Bad it was, fighting a war—worse when the stakes became complicated. Moira’s feelings for Farlan had certainly complicated this fight. Besides, it was true what she’d told Farlan. If and when Leith MacLeod awakened, it would be to pitiless agony.
Those thoughts so occupied Rhian’s mind that as she approached the makeshift prison, it took an instant for the truth to penetrate.
No guards stood at their posts outside the door.
Moreover, the area lay otherwise deserted. Granted, it was located in an area somewhat off the beaten track, but in the past when Farlan had been held there, folks had found excuses to walk by, if only to glower. Rhian, who did not possess a touch of her sister’s sensitivity, had been able to feel the hate.
Now, it echoed to her step, in emptiness.
Her heart began to pound and her feet quickened. She’d left the men, both of Alasdair’s choosing, on guard. She’d also left a light burning. Now she could glimpse no light seeping around the ill-fitting door.
“By God,” she whispered as she barged in. She had to fumble for the rushlight beside the door, striking the flint no less than three times.
When the light bloomed, she was sure Leith MacLeod was dead. She’d left him on a pallet stretched across the floor. Now he sprawled half on his side, most of him no longer located on the straw. His arm had been flung up, and a filthy bolster lay covering his face.
It took her a moment to accept what she was seeing. When she did, her hands began to shake. A bolster, a heavy one. Someone must have come in here and held that over his face. Tried to smother him. Attacked him while he lay defenseless. Tried to kill him? Or succeeded?
She fell to her knees on the filthy floor at his side and tossed the bolster aside. The rushlight beside the door did not lend as much radiance as she might wish. But as she turned Leith over onto his back, she could see the angry red marks across his face.
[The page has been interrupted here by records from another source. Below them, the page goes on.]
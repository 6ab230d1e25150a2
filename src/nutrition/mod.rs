pub mod calculator;
pub mod dto;
pub mod handlers;

use crate::state::AppState;
use axum::Router;

pub fn router() -> Router<AppState> {
    Router::new().merge(handlers::nutrition_routes())
}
By God! By God, he was gone.
The fact that she consistently kept a rein on her compassion did not render it lacking. It flooded through her now, off the lead and strong. What a dreadful way to die—alone and at the hands of hatred. Unable even to see his attacker. A senseless, terrible thing. A waste of a strong, vital life.
He had struggled, even if whoever had done this deed had fallen upon him while he was unaware. That struggle had tumbled him from the pallet and opened up the wound she’d bandaged carefully so it bled anew.